# Exercise requirements:
Go through the records, and copy each line in which the string "serde" is present.

# Record excerpts:
○ ○ ○ ○

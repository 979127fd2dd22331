//! Network target (UDP and TCP).
//!
//! # Responsibilities
//! - Parse `scheme://host:port` addresses (`udp`, `udp4`, `udp6`, `tcp`, `tcp4`, `tcp6`)
//! - Resolve and connect lazily on first write
//! - Reconnect when the address is changed at runtime
//! - Enforce a maximum message size (split, discard, or fail)

use std::any::Any;
use std::fmt;
use std::io::Write;
use std::net::{SocketAddr, TcpStream, ToSocketAddrs, UdpSocket};
use std::str::FromStr;
use std::sync::{Arc, Mutex, PoisonError};
use std::time::Duration;

use arc_swap::ArcSwap;
use serde::{Deserialize, Serialize};
use url::{Host, Url};

use crate::layout::Layout;
use crate::service::LogEvent;
use crate::targets::{Target, TargetError, TargetKind};

/// Default maximum message size in bytes.
pub const DEFAULT_MAX_MESSAGE_SIZE: usize = 65_000;

const CONNECT_TIMEOUT: Duration = Duration::from_secs(5);

/// Transport protocol of a network address.
#[derive(Debug, Clone, Copy, PartialEq, Eq)]
pub enum Protocol {
    Udp,
    Tcp,
}

/// Address family restriction implied by the scheme (`udp4`, `tcp6`, ...).
#[derive(Debug, Clone, Copy, PartialEq, Eq)]
pub enum Family {
    Any,
    V4,
    V6,
}

/// What to do with a rendered message larger than `max_message_size`.
#[derive(Debug, Clone, Copy, PartialEq, Eq, Default, Deserialize, Serialize)]
#[serde(rename_all = "lowercase")]
pub enum Overflow {
    /// Send the message in consecutive chunks.
    #[default]
    Split,
    /// Drop the message.
    Discard,
    /// Report `TargetError::MessageTooLarge`.
    Error,
}

/// A parsed `scheme://host:port` address.
#[derive(Debug, Clone, PartialEq, Eq)]
pub struct NetworkAddress {
    pub protocol: Protocol,
    pub family: Family,
    pub host: String,
    pub port: u16,
}

impl NetworkAddress {
    pub fn parse(address: &str) -> Result<Self, TargetError> {
        let invalid = |reason: &str| TargetError::InvalidAddress {
            address: address.to_string(),
            reason: reason.to_string(),
        };

        let url = Url::parse(address).map_err(|e| invalid(&e.to_string()))?;

        let (protocol, family) = match url.scheme() {
            "udp" => (Protocol::Udp, Family::Any),
            "udp4" => (Protocol::Udp, Family::V4),
            "udp6" => (Protocol::Udp, Family::V6),
            "tcp" => (Protocol::Tcp, Family::Any),
            "tcp4" => (Protocol::Tcp, Family::V4),
            "tcp6" => (Protocol::Tcp, Family::V6),
            other => return Err(invalid(&format!("unsupported scheme '{}'", other))),
        };

        let host = match url.host() {
            Some(Host::Domain(domain)) if !domain.is_empty() => domain.to_string(),
            Some(Host::Ipv4(ip)) => ip.to_string(),
            Some(Host::Ipv6(ip)) => ip.to_string(),
            _ => return Err(invalid("missing host")),
        };
        let port = url.port().ok_or_else(|| invalid("missing port"))?;

        Ok(Self {
            protocol,
            family,
            host,
            port,
        })
    }

    /// Resolve to the first socket address matching the family restriction.
    pub fn resolve(&self) -> Result<SocketAddr, TargetError> {
        let resolve_error = |reason: String| TargetError::Resolve {
            address: self.to_string(),
            reason,
        };

        let candidates = (self.host.as_str(), self.port)
            .to_socket_addrs()
            .map_err(|e| resolve_error(e.to_string()))?;

        candidates
            .into_iter()
            .find(|addr| match self.family {
                Family::Any => true,
                Family::V4 => addr.is_ipv4(),
                Family::V6 => addr.is_ipv6(),
            })
            .ok_or_else(|| resolve_error("no address of the requested family".to_string()))
    }
}

impl fmt::Display for NetworkAddress {
    fn fmt(&self, f: &mut fmt::Formatter<'_>) -> fmt::Result {
        let scheme = match (self.protocol, self.family) {
            (Protocol::Udp, Family::Any) => "udp",
            (Protocol::Udp, Family::V4) => "udp4",
            (Protocol::Udp, Family::V6) => "udp6",
            (Protocol::Tcp, Family::Any) => "tcp",
            (Protocol::Tcp, Family::V4) => "tcp4",
            (Protocol::Tcp, Family::V6) => "tcp6",
        };
        if self.host.contains(':') {
            write!(f, "{}://[{}]:{}", scheme, self.host, self.port)
        } else {
            write!(f, "{}://{}:{}", scheme, self.host, self.port)
        }
    }
}

impl FromStr for NetworkAddress {
    type Err = TargetError;

    fn from_str(s: &str) -> Result<Self, Self::Err> {
        NetworkAddress::parse(s)
    }
}

enum Transport {
    Udp { socket: UdpSocket, peer: SocketAddr },
    Tcp(TcpStream),
}

struct Connection {
    /// Address string this connection was opened for.
    address: Arc<String>,
    transport: Transport,
}

impl Connection {
    fn open(target: &str, address: Arc<String>) -> Result<Self, TargetError> {
        let parsed = NetworkAddress::parse(&address)?;
        let peer = parsed.resolve()?;
        let io_error = |e: std::io::Error| TargetError::io(target, e);

        let transport = match parsed.protocol {
            Protocol::Udp => {
                let local: SocketAddr = if peer.is_ipv4() {
                    ([0, 0, 0, 0], 0).into()
                } else {
                    (std::net::Ipv6Addr::UNSPECIFIED, 0).into()
                };
                let socket = UdpSocket::bind(local).map_err(io_error)?;
                Transport::Udp { socket, peer }
            }
            Protocol::Tcp => {
                let stream = TcpStream::connect_timeout(&peer, CONNECT_TIMEOUT).map_err(io_error)?;
                stream.set_nodelay(true).map_err(io_error)?;
                Transport::Tcp(stream)
            }
        };

        tracing::debug!(address = %address, peer = %peer, "Network target connected");
        Ok(Self { address, transport })
    }

    fn send(&mut self, payload: &[u8]) -> std::io::Result<()> {
        match &mut self.transport {
            Transport::Udp { socket, peer } => socket.send_to(payload, *peer).map(|_| ()),
            Transport::Tcp(stream) => stream.write_all(payload),
        }
    }
}

/// Sends rendered events to a UDP or TCP endpoint.
///
/// The address can be changed at runtime with [`NetworkTarget::set_address`];
/// the next write reconnects to the new endpoint.
pub struct NetworkTarget {
    name: String,
    layout: Layout,
    address: ArcSwap<String>,
    max_message_size: usize,
    on_overflow: Overflow,
    newline: bool,
    connection: Mutex<Option<Connection>>,
}

impl NetworkTarget {
    pub fn new(name: &str, address: &str, layout: Layout) -> Result<Self, TargetError> {
        NetworkAddress::parse(address)?;
        Ok(Self {
            name: name.to_string(),
            layout,
            address: ArcSwap::from_pointee(address.to_string()),
            max_message_size: DEFAULT_MAX_MESSAGE_SIZE,
            on_overflow: Overflow::Split,
            newline: false,
            connection: Mutex::new(None),
        })
    }

    pub fn with_max_message_size(mut self, max_message_size: usize) -> Self {
        self.max_message_size = max_message_size;
        self
    }

    pub fn with_overflow(mut self, on_overflow: Overflow) -> Self {
        self.on_overflow = on_overflow;
        self
    }

    /// Append `\n` to every message.
    pub fn with_newline(mut self, newline: bool) -> Self {
        self.newline = newline;
        self
    }

    /// Current address, exactly as it was last set.
    pub fn address(&self) -> String {
        self.address.load().as_ref().clone()
    }

    /// Point the target at a new endpoint.
    ///
    /// The address is validated but not resolved; resolution happens on the
    /// next write.
    pub fn set_address(&self, address: &str) -> Result<(), TargetError> {
        NetworkAddress::parse(address)?;
        let previous = self.address.swap(Arc::new(address.to_string()));
        self.connection
            .lock()
            .unwrap_or_else(PoisonError::into_inner)
            .take();

        tracing::info!(
            target_name = %self.name,
            previous = %previous,
            address = %address,
            "Network target address changed"
        );
        Ok(())
    }

    fn payload(&self, event: &LogEvent) -> String {
        let mut payload = self.layout.render(event);
        if self.newline {
            payload.push('\n');
        }
        payload
    }
}

impl fmt::Debug for NetworkTarget {
    fn fmt(&self, f: &mut fmt::Formatter<'_>) -> fmt::Result {
        f.debug_struct("NetworkTarget")
            .field("name", &self.name)
            .field("address", &self.address())
            .field("max_message_size", &self.max_message_size)
            .field("on_overflow", &self.on_overflow)
            .field("newline", &self.newline)
            .finish()
    }
}

impl Target for NetworkTarget {
    fn name(&self) -> &str {
        &self.name
    }

    fn kind(&self) -> TargetKind {
        TargetKind::Network
    }

    fn write(&self, event: &LogEvent) -> Result<(), TargetError> {
        let payload = self.payload(event);
        let bytes = payload.as_bytes();
        let max = self.max_message_size.max(1);

        if bytes.len() > max {
            match self.on_overflow {
                Overflow::Error => {
                    return Err(TargetError::MessageTooLarge {
                        target: self.name.clone(),
                        size: bytes.len(),
                        max,
                    })
                }
                Overflow::Discard => {
                    tracing::debug!(target_name = %self.name, size = bytes.len(), "Oversized message discarded");
                    return Ok(());
                }
                Overflow::Split => {}
            }
        }

        let mut guard = self.connection.lock().unwrap_or_else(PoisonError::into_inner);
        let current = self.address.load_full();
        let stale = guard
            .as_ref()
            .map_or(true, |conn| conn.address.as_str() != current.as_str());
        if stale {
            *guard = Some(Connection::open(&self.name, current)?);
        }

        if let Some(conn) = guard.as_mut() {
            for chunk in bytes.chunks(max) {
                if let Err(e) = conn.send(chunk) {
                    *guard = None;
                    return Err(TargetError::io(&self.name, e));
                }
            }
        }
        Ok(())
    }

    fn flush(&self) -> Result<(), TargetError> {
        let mut guard = self.connection.lock().unwrap_or_else(PoisonError::into_inner);
        if let Some(Connection {
            transport: Transport::Tcp(stream),
            ..
        }) = guard.as_mut()
        {
            stream.flush().map_err(|e| TargetError::io(&self.name, e))?;
        }
        Ok(())
    }

    fn as_any(&self) -> &dyn Any {
        self
    }
}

○ ○ ○ ○

# Result for this exercise:
use serde::{Deserialize, Serialize};
#[serde(rename_all = "lowercase")]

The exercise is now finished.